## YOUR OBJECTIVE
All entries should be output exactly as they stand.

## Dataset entries
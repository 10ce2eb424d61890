// Shop tray slide state. The settle deadline replaces a one-shot timer so re-entrant slides
// are refused until it passes, whether or not the animation has reported completion.

use crate::domain::tuning::TrayTuning;
use std::time::{Duration, Instant};

#[derive(Debug, Clone, Copy, PartialEq)]
pub struct TraySlide {
    pub offset_y: f32,
    pub duration: Duration,
}

#[derive(Debug, Clone)]
pub struct TrayState {
    extended: bool,
    settles_at: Option<Instant>,
    tuning: TrayTuning,
}

impl TrayState {
    pub fn new(tuning: TrayTuning) -> Self {
        Self {
            extended: false,
            settles_at: None,
            tuning,
        }
    }

    pub fn is_extended(&self) -> bool {
        self.extended
    }

    pub fn is_transitioning(&self, now: Instant) -> bool {
        self.settles_at.is_some_and(|deadline| now < deadline)
    }

    pub fn cutoff_y(&self) -> f32 {
        self.tuning.cutoff_y
    }

    /// Per-frame check against the pointer. Returns the slide to animate when the tray
    /// changes state.
    pub fn update(&mut self, pointer_y: f32, now: Instant) -> Option<TraySlide> {
        if self.is_transitioning(now) {
            return None;
        }
        self.settles_at = None;

        let want_extended = pointer_y < self.tuning.cutoff_y;
        if want_extended == self.extended {
            return None;
        }

        self.extended = want_extended;
        self.settles_at = Some(now + self.tuning.settle_delay);
        let distance = self.tuning.slide_distance;
        Some(TraySlide {
            offset_y: if want_extended { distance } else { -distance },
            duration: self.tuning.slide_duration,
        })
    }

    /// Drops any pending settle deadline.
    pub fn reset(&mut self) {
        self.settles_at = None;
    }
}
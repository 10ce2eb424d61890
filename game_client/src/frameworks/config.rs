use crate::interface_adapters::TransportSettings;
use std::{env, time::Duration};

// Runtime/client constants (not gameplay tuning).

pub fn game_server_ws_url() -> String {
    env::var("GAME_SERVER_WS_URL").unwrap_or_else(|_| "ws://127.0.0.1:3001/ws".to_string())
}

pub fn handshake_timeout() -> Duration {
    let millis = env::var("HANDSHAKE_TIMEOUT_MS")
        .ok()
        .and_then(|value| value.parse::<u64>().ok())
        .unwrap_or(1500);
    Duration::from_millis(millis)
}

pub const INBOUND_CHANNEL_CAPACITY: usize = 1024;
pub const OUTBOUND_CHANNEL_CAPACITY: usize = 256;

pub const FRAME_INTERVAL: Duration = Duration::from_millis(1000 / 60);

#[derive(Debug, Clone)]
pub struct ClientConfig {
    pub transport: TransportSettings,
    pub frame_interval: Duration,
}

impl ClientConfig {
    pub fn from_env() -> Self {
        Self::for_url(game_server_ws_url())
    }

    /// Defaults for everything but the server address.
    pub fn for_url(url: impl Into<String>) -> Self {
        Self {
            transport: TransportSettings {
                url: url.into(),
                handshake_timeout: handshake_timeout(),
                inbound_capacity: INBOUND_CHANNEL_CAPACITY,
                outbound_capacity: OUTBOUND_CHANNEL_CAPACITY,
            },
            frame_interval: FRAME_INTERVAL,
        }
    }
}
// Locally mirrored copies of server-owned entities.

use crate::domain::tuning::layout::BARREL_OFFSET_Y;
use serde::{Deserialize, Deserializer, Serialize};
use std::fmt;

/// Server-assigned identifier. Numeric ids are kept in their decimal form so that snapshot
/// map keys (`"7"`) and ids delivered as numbers (`7`) compare equal.
#[derive(Debug, Clone, PartialEq, Eq, Hash, PartialOrd, Ord, Serialize)]
#[serde(transparent)]
pub struct EntityId(String);

impl EntityId {
    pub fn new(id: impl Into<String>) -> Self {
        Self(id.into())
    }

    pub fn as_str(&self) -> &str {
        &self.0
    }
}

impl fmt::Display for EntityId {
    fn fmt(&self, f: &mut fmt::Formatter<'_>) -> fmt::Result {
        f.write_str(&self.0)
    }
}

impl From<&str> for EntityId {
    fn from(id: &str) -> Self {
        Self(id.to_string())
    }
}

impl From<u64> for EntityId {
    fn from(id: u64) -> Self {
        Self(id.to_string())
    }
}

impl<'de> Deserialize<'de> for EntityId {
    fn deserialize<D>(deserializer: D) -> Result<Self, D::Error>
    where
        D: Deserializer<'de>,
    {
        #[derive(Deserialize)]
        #[serde(untagged)]
        enum RawId {
            Text(String),
            Signed(i64),
            Unsigned(u64),
        }

        Ok(match RawId::deserialize(deserializer)? {
            RawId::Text(id) => Self(id),
            RawId::Signed(id) => Self(id.to_string()),
            RawId::Unsigned(id) => Self(id.to_string()),
        })
    }
}

#[derive(Debug, Clone, Copy, PartialEq, Default, Serialize, Deserialize)]
pub struct Vec2 {
    pub x: f32,
    pub y: f32,
}

impl Vec2 {
    pub const fn new(x: f32, y: f32) -> Self {
        Self { x, y }
    }

    pub fn offset(self, dx: f32, dy: f32) -> Self {
        Self::new(self.x + dx, self.y + dy)
    }
}

/// Missile stock for a player, plus the generation counter reload indicators snapshot.
#[derive(Debug, Clone, Copy, PartialEq, Eq, Default)]
pub struct Ammo {
    pub count: u32,
    pub max: u32,
    // Bumped every time `max` changes.
    pub generation: u64,
}

impl Ammo {
    pub fn new(count: u32, max: u32) -> Self {
        Self {
            count,
            max,
            generation: 0,
        }
    }

    /// Overwrites both counters. Returns true when `max` changed and the generation moved.
    pub fn set(&mut self, count: u32, max: u32) -> bool {
        let max_changed = self.max != max;
        self.count = count;
        self.max = max;
        if max_changed {
            self.generation += 1;
        }
        max_changed
    }

    pub fn label(&self) -> String {
        format!("{}/{}", self.count, self.max)
    }
}

#[derive(Debug, Clone, PartialEq)]
pub struct LocalPlayer {
    pub id: EntityId,
    pub position: Vec2,
    pub rotation: f32,
    pub ammo: Ammo,
    // Firing gate; only the local player tracks it.
    pub out_of_ammo: bool,
}

impl LocalPlayer {
    pub fn new(id: EntityId, position: Vec2, ammo: Ammo) -> Self {
        Self {
            id,
            position,
            rotation: 0.0,
            out_of_ammo: false,
            ammo,
        }
    }

    /// Where the barrel sprite sits; aiming and shots originate here.
    pub fn barrel_position(&self) -> Vec2 {
        self.position.offset(0.0, BARREL_OFFSET_Y)
    }

    pub fn can_fire(&self) -> bool {
        !self.out_of_ammo
    }
}

#[derive(Debug, Clone, PartialEq)]
pub struct RemotePlayer {
    pub id: EntityId,
    pub position: Vec2,
    pub rotation: f32,
    pub ammo: Ammo,
}

impl RemotePlayer {
    pub fn barrel_position(&self) -> Vec2 {
        self.position.offset(0.0, BARREL_OFFSET_Y)
    }
}

#[derive(Debug, Clone, PartialEq)]
pub struct Missile {
    pub id: EntityId,
    pub position: Vec2,
    pub rotation: f32,
}

#[derive(Debug, Clone, PartialEq)]
pub struct Comet {
    pub id: EntityId,
    pub position: Vec2,
    pub rotation: f32,
}

#[derive(Debug, Clone, PartialEq)]
pub struct Crosshair {
    pub id: EntityId,
    pub position: Vec2,
}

## SOLUTION FOR THIS EXERCISE
repository 10ce2eb424d61890
// Shop tray slide state. The settle deadline replaces a one-shot timer so re-entrant slides
// are refused until it passes, whether or not the animation has reported completion.

use crate::domain::tuning::TrayTuning;
use std::time::{Duration, Instant};

#[derive(Debug, Clone, Copy, PartialEq)]
pub struct TraySlide {
    pub offset_y: f32,
    pub duration: Duration,
}

#[derive(Debug, Clone)]
pub struct TrayState {
    extended: bool,
    settles_at: Option<Instant>,
    tuning: TrayTuning,
}

impl TrayState {
    pub fn new(tuning: TrayTuning) -> Self {
        Self {
            extended: false,
            settles_at: None,
            tuning,
        }
    }

    pub fn is_extended(&self) -> bool {
        self.extended
    }

    pub fn is_transitioning(&self, now: Instant) -> bool {
        self.settles_at.is_some_and(|deadline| now < deadline)
    }

    pub fn cutoff_y(&self) -> f32 {
        self.tuning.cutoff_y
    }

    /// Per-frame check against the pointer. Returns the slide to animate when the tray
    /// changes state.
    pub fn update(&mut self, pointer_y: f32, now: Instant) -> Option<TraySlide> {
        if self.is_transitioning(now) {
            return None;
        }
        self.settles_at = None;

        let want_extended = pointer_y < self.tuning.cutoff_y;
        if want_extended == self.extended {
            return None;
        }

        self.extended = want_extended;
        self.settles_at = Some(now + self.tuning.settle_delay);
        let distance = self.tuning.slide_distance;
        Some(TraySlide {
            offset_y: if want_extended { distance } else { -distance },
            duration: self.tuning.slide_duration,
        })
    }

    /// Drops any pending settle deadline.
    pub fn reset(&mut self) {
        self.settles_at = None;
    }
}
repository 10ce2eb424d61890
filename game_client/src/frameworks/config.rs
use crate::interface_adapters::TransportSettings;
use std::{env, time::Duration};

// Runtime/client constants (not gameplay tuning).

pub fn game_server_ws_url() -> String {
    env::var("GAME_SERVER_WS_URL").unwrap_or_else(|_| "ws://127.0.0.1:3001/ws".to_string())
}

pub fn handshake_timeout() -> Duration {
    let millis = env::var("HANDSHAKE_TIMEOUT_MS")
        .ok()
        .and_then(|value| value.parse::<u64>().ok())
        .unwrap_or(1500);
    Duration::from_millis(millis)
}

pub const INBOUND_CHANNEL_CAPACITY: usize = 1024;
pub const OUTBOUND_CHANNEL_CAPACITY: usize = 256;

pub const FRAME_INTERVAL: Duration = Duration::from_millis(1000 / 60);

#[derive(Debug, Clone)]
pub struct ClientConfig {
    pub transport: TransportSettings,
    pub frame_interval: Duration,
}

impl ClientConfig {
    pub fn from_env() -> Self {
        Self::for_url(game_server_ws_url())
    }

    /// Defaults for everything but the server address.
    pub fn for_url(url: impl Into<String>) -> Self {
        Self {
            transport: TransportSettings {
                url: url.into(),
                handshake_timeout: handshake_timeout(),
                inbound_capacity: INBOUND_CHANNEL_CAPACITY,
                outbound_capacity: OUTBOUND_CHANNEL_CAPACITY,
            },
            frame_interval: FRAME_INTERVAL,
        }
    }
}
// Locally mirrored copies of server-owned entities.

use crate::domain::tuning::layout::BARREL_OFFSET_Y;
use serde::{Deserialize, Deserializer, Serialize};
use std::fmt;

/// Server-assigned identifier. Numeric ids are kept in their decimal form so that snapshot
/// map keys (`"7"`) and ids delivered as numbers (`7`) compare equal.
#[derive(Debug, Clone, PartialEq, Eq, Hash, PartialOrd, Ord, Serialize)]
#[serde(transparent)]
pub struct EntityId(String);

impl EntityId {
    pub fn new(id: impl Into<String>) -> Self {
        Self(id.into())
    }

    pub fn as_str(&self) -> &str {
        &self.0
    }
}

impl fmt::Display for EntityId {
    fn fmt(&self, f: &mut fmt::Formatter<'_>) -> fmt::Result {
        f.write_str(&self.0)
    }
}

impl From<&str> for EntityId {
    fn from(id: &str) -> Self {
        Self(id.to_string())
    }
}

impl From<u64> for EntityId {
    fn from(id: u64) -> Self {
        Self(id.to_string())
    }
}

impl<'de> Deserialize<'de> for EntityId {
    fn deserialize<D>(deserializer: D) -> Result<Self, D::Error>
    where
        D: Deserializer<'de>,
    {
        #[derive(Deserialize)]
        #[serde(untagged)]
        enum RawId {
            Text(String),
            Signed(i64),
            Unsigned(u64),
        }

        Ok(match RawId::deserialize(deserializer)? {
            RawId::Text(id) => Self(id),
            RawId::Signed(id) => Self(id.to_string()),
            RawId::Unsigned(id) => Self(id.to_string()),
        })
    }
}

#[derive(Debug, Clone, Copy, PartialEq, Default, Serialize, Deserialize)]
pub struct Vec2 {
    pub x: f32,
    pub y: f32,
}

impl Vec2 {
    pub const fn new(x: f32, y: f32) -> Self {
        Self { x, y }
    }

    pub fn offset(self, dx: f32, dy: f32) -> Self {
        Self::new(self.x + dx, self.y + dy)
    }
}

/// Missile stock for a player, plus the generation counter reload indicators snapshot.
#[derive(Debug, Clone, Copy, PartialEq, Eq, Default)]
pub struct Ammo {
    pub count: u32,
    pub max: u32,
    // Bumped every time `max` changes.
    pub generation: u64,
}

impl Ammo {
    pub fn new(count: u32, max: u32) -> Self {
        Self {
            count,
            max,
            generation: 0,
        }
    }

    /// Overwrites both counters. Returns true when `max` changed and the generation moved.
    pub fn set(&mut self, count: u32, max: u32) -> bool {
        let max_changed = self.max != max;
        self.count = count;
        self.max = max;
        if max_changed {
            self.generation += 1;
        }
        max_changed
    }

    pub fn label(&self) -> String {
        format!("{}/{}", self.count, self.max)
    }
}

#[derive(Debug, Clone, PartialEq)]
pub struct LocalPlayer {
    pub id: EntityId,
    pub position: Vec2,
    pub rotation: f32,
    pub ammo: Ammo,
    // Firing gate; only the local player tracks it.
    pub out_of_ammo: bool,
}

impl LocalPlayer {
    pub fn new(id: EntityId, position: Vec2, ammo: Ammo) -> Self {
        Self {
            id,
            position,
            rotation: 0.0,
            out_of_ammo: false,
            ammo,
        }
    }

    /// Where the barrel sprite sits; aiming and shots originate here.
    pub fn barrel_position(&self) -> Vec2 {
        self.position.offset(0.0, BARREL_OFFSET_Y)
    }

    pub fn can_fire(&self) -> bool {
        !self.out_of_ammo
    }
}

#[derive(Debug, Clone, PartialEq)]
pub struct RemotePlayer {
    pub id: EntityId,
    pub position: Vec2,
    pub rotation: f32,
    pub ammo: Ammo,
}

impl RemotePlayer {
    pub fn barrel_position(&self) -> Vec2 {
        self.position.offset(0.0, BARREL_OFFSET_Y)
    }
}

#[derive(Debug, Clone, PartialEq)]
pub struct Missile {
    pub id: EntityId,
    pub position: Vec2,
    pub rotation: f32,
}

#[derive(Debug, Clone, PartialEq)]
pub struct Comet {
    pub id: EntityId,
    pub position: Vec2,
    pub rotation: f32,
}

#[derive(Debug, Clone, PartialEq)]
pub struct Crosshair {
    pub id: EntityId,
    pub position: Vec2,
}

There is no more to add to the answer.